The International Archives of the Photogrammetry, Remote Sensing and Spatial Information Sciences
Publications Copernicus
Articles | Volume XLI-B7
21 Jun 2016
 | 21 Jun 2016


C. Colomo-Jiménez, J. L. Pérez-García, T. Fernández-del Castillo, J. M. Gómez-López, and A. T. Mozas-Calvache

Keywords: Photogrammetry, LiDAR, data fusion, multitemporal analyses

Abstract. Nowadays, data fusion is one of the trends in geomatics sciences, due to the necessity of merging data from different kind of sensors and periods of time. Also, to extrract the maximum information from data and useful multitemporal analysis, an exact geoconnection of all datasets in a common and stable reference system is essential. The results of the application of a methodology for an integrated orientation into a common reference system using data obtained by LiDAR systems, digital and historical photogrammetric flights dataset, used for proper analysis in multitemporal studies, are presented in this paper. In order to analyse the results of the presented methodology, several photogrammetric datasets have been used. This data corresponds with digital and analogic data. The most current flight (2010) combines data obtained with digital photogrammetric camera and LiDAR sensor which will be used as reference model for all subsequent photogrammetry flights. The philosophy of the methodology consists of orientating all photogrammetric flights to the DEM obtained by LiDAR data.
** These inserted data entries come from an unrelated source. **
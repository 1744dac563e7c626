//! The engine value every operation runs against.
//!
//! A `Workspace` bundles the document repository, the state store, the
//! clock, configuration, and the audit journal for one workspace root.
//! Nothing is global, so several workspaces can live in one process.

use crate::core::config::{self, Config};
use crate::core::error::SpecdeckError;
use crate::core::journal::Journal;
use crate::core::layout::{self, Layout};
use crate::core::repo::{FsRepository, Repository};
use crate::core::state::StateStore;
use crate::core::templates::{EmbeddedTemplates, TemplateRenderer};
use crate::core::time::{Clock, SystemClock};
use std::path::{Path, PathBuf};
use tracing::info;

pub struct Workspace {
    repo: Box<dyn Repository>,
    store: StateStore,
    clock: Box<dyn Clock>,
    templates: Box<dyn TemplateRenderer>,
    config: Config,
    journal: Journal,
    layout: Option<Layout>,
}

impl Workspace {
    /// Open the on-disk workspace rooted at `root` (the `.specdeck` dir).
    pub fn open(root: impl Into<PathBuf>) -> Result<Self, SpecdeckError> {
        let layout = Layout::new(root);
        let config = config::load_config(&layout.root)?;
        Ok(Self {
            repo: Box::new(FsRepository::new(layout.clone())),
            store: StateStore::at(layout.state_path()),
            clock: Box::new(SystemClock),
            templates: Box::new(EmbeddedTemplates),
            config,
            journal: Journal::at(layout.journal_path()),
            layout: Some(layout),
        })
    }

    /// Find the nearest workspace above `start_dir` and open it.
    pub fn discover(start_dir: &Path) -> Result<Self, SpecdeckError> {
        Self::open(layout::find_workspace_root(start_dir)?)
    }

    /// Create the directory layout and a default config under
    /// `<project_dir>/.specdeck`, then open it. Existing files are kept.
    pub fn init(project_dir: &Path) -> Result<Self, SpecdeckError> {
        let root = project_dir.join(layout::WORKSPACE_DIR_NAME);
        let layout = Layout::new(&root);
        layout.ensure_dirs()?;
        let config_path = root.join(config::CONFIG_FILE_NAME);
        if !config_path.exists() {
            std::fs::write(&config_path, config::default_config_toml())
                .map_err(SpecdeckError::io("write config", &config_path))?;
        }
        info!(root = %root.display(), "workspace initialized");
        Self::open(root)
    }

    /// Fully in-memory workspace over the given repository.
    pub fn in_memory(repo: impl Repository + 'static) -> Self {
        Self {
            repo: Box::new(repo),
            store: StateStore::in_memory(),
            clock: Box::new(SystemClock),
            templates: Box::new(EmbeddedTemplates),
            config: Config::default(),
            journal: Journal::disabled(),
            layout: None,
        }
    }

    pub fn with_clock(mut self, clock: impl Clock + 'static) -> Self {
        self.clock = Box::new(clock);
        self
    }

    /// Swap the clock in place, returning the previous one.
    pub fn replace_clock(&mut self, clock: Box<dyn Clock>) -> Box<dyn Clock> {
        std::mem::replace(&mut self.clock, clock)
    }

    pub fn with_config(mut self, config: Config) -> Self {
        self.config = config;
        self
    }

    pub fn with_templates(mut self, templates: impl TemplateRenderer + 'static) -> Self {
        self.templates = Box::new(templates);
        self
    }

    pub fn repo(&self) -> &dyn Repository {
        self.repo.as_ref()
    }

    pub fn store(&self) -> &StateStore {
        &self.store
    }

    pub fn clock(&self) -> &dyn Clock {
        self.clock.as_ref()
    }

    pub fn templates(&self) -> &dyn TemplateRenderer {
        self.templates.as_ref()
    }

    pub fn config(&self) -> &Config {
        &self.config
    }

    pub fn journal(&self) -> &Journal {
        &self.journal
    }

    /// On-disk layout; `None` for in-memory workspaces.
    pub fn layout(&self) -> Option<&Layout> {
        self.layout.as_ref()
    }
}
All the models obtained from every photogrammetric block are comparable in terms of the geometric resolution of each one. For that reason, altimetric stable points are extracted automatically from the LiDAR points cloud to use these points such as altimetric control point in the different flights that must be oriented. Using LiDAR control points, we demonstrate the improvement in the results between initial orientation and final results. Also it is possible to improve the planimetric correspondence between different photogrammetric blocks using only altimetric control points iteratively.